Mais à ce point on peut se poser encore une fois à nerfs plus détendus la question que Parise a posé sur ces colonnes, si pour accéder à la télévision il valait la peine de risquer sa vie, s'il fallait payer tant pour quelque chose que d'autres ont eu pendant vingt ans sans payer (que dis-je?, en en tirant un bénéfice) et qui tout compte fait vaut assez peu.
En posant la question en termes de sociologie des communications, il y a dix ans on considérait encore que la télévision était un instrument de persuasion qu'il fallait posséder à tout prix. L'école de Francfort nous avait appris que les moyens de masse étaient les vrais instruments de la Domination. Mais les expériences concrètes des dix dernières années ont changé les cartes sur la table. La DC (1) a possédé la télévision pendant deux décennies, et à entendre les prophètes apocalyptiques des "médias de masse" vingt ans de télévision auraient dû produire une génération du consensus, cheveux courts, foyer et famille, loi et ordre. Et au contraire Bernabei et Pippo Baudo (2), Willy De Luca et Mike Bongiorno, Andreotti (3) qui découvrait le monument et Abby Lane qui découvrait ses jambes, Rumor Mariano et le père Mariano, Fanfani et Corrado engagés tous deux à publiciser leurs corridas, ont produit les enfants de 68, les féministes "abortistes" des années 70 , le 13 mai 1974 et le 15 juin 1975. Et donc Henry K
issinger sait à qui il doit s'attaquer.
Pourquoi est-ce arrivé? Parce que Bernabei et Mike Bongiorno ne connaissaient pas leur métier? Non, surtout le second. C'est qu'un moyen de masse ne diffuse pas de messages dans le vide, il les diffuse au milieu d'autres messages et il les fait arriver dans le vif des situations concrètes. En termes plus précis, les messages des moyens de masse interagissent avec les circonstances sociales et sont lus à la lumière de beaucoup de messages alternatifs. Et un élément qui n'est pas à négliger est le fait que rien n'est plus corrosif que la propagande politique à la télévision, du moins sous la forme de "tribunes politiques". Une enquête sémiologique faite il y a quelques années par Paolo Fabbri avait montré que n'importe quel homme politique (de n'importe quel parti) mis devant l'écran, n'ayant plus affaire avec le public reconnaissable et caractérisé par le meeting en plein air, présumant justement devoir s'adresser à la "moyenne" des citoyens, nivelle les pointes de ses discours sur la moyenne. S'il était de
droite il corrigeait le tir à gauche, s'il était de gauche il corrigeait le tir à droite, et le résultat final était que tous les discours étaient de centre. Rares étaient les cas de personnages qui suppléaient à ce tassement des arguments avec une présence qui "trouait" en quelque sorte l'écran; à ce que je m'en souviens je citerais Pajetta (4). Et peut-être Almirante (5), qui s'écartait tellement et avec tant d'impudence de l'image attendue par le public, qu'il créait un certain effet.
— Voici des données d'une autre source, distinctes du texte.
//! Task document lookup and loading

use std::fs::File;
use std::io::BufReader;
use std::path::{Path, PathBuf};

use anyhow::{Context, Result};
use thiserror::Error;

use crate::domain::Tasks;
use crate::parser::Parser;

#[derive(Debug, Error)]
pub enum DocumentError {
    #[error("Task document not found: {0}")]
    NotFound(PathBuf),
}

/// A markdown document that declares tasks
#[derive(Debug, Clone)]
pub struct Document {
    path: PathBuf,
}

impl Document {
    /// Opens the document at an exact path
    pub fn open(path: impl Into<PathBuf>) -> Result<Self, DocumentError> {
        let path = path.into();
        if !path.is_file() {
            return Err(DocumentError::NotFound(path));
        }

        Ok(Self { path })
    }

    /// Locates `file` relative to `start`, then each parent of `start`.
    /// Absolute paths are used as given.
    pub fn locate(file: &Path, start: &Path) -> Result<Self, DocumentError> {
        if file.is_absolute() {
            return Self::open(file);
        }

        start
            .ancestors()
            .map(|dir| dir.join(file))
            .find(|candidate| candidate.is_file())
            .map(|path| Self { path })
            .ok_or_else(|| DocumentError::NotFound(start.join(file)))
    }

    /// Path of the document
    pub fn path(&self) -> &Path {
        &self.path
    }

    /// Parses the tasks under the section titled `heading`
    pub fn load_tasks(&self, heading: &str) -> Result<Tasks> {
        let file = File::open(&self.path)
            .with_context(|| format!("Failed to open task document: {}", self.path.display()))?;

        Parser::with_heading(BufReader::new(file), heading)
            .and_then(Parser::parse)
            .with_context(|| format!("Failed to parse tasks from {}", self.path.display()))
    }
}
Si tels sont les faits, si la télévision n'est pas ce moyen "puissant" que tous nous croyions, si un vieux principe de la "médialogie" est que les messages se nivellent toujours sur la moyenne, alors pourquoi lutter pour passer à la télé?
Je dirais que tous ces interrogatifs sont valables si l'on affronte la question du point de vue de la communication telle qu'on la concevait. Mais le cas de Pannella nous oblige à déplacer le coeur de la discussion, parce que "Pannella est avant tout en Italie quelqu'un qui a changé la manière de concevoir les moyens de communication de masse".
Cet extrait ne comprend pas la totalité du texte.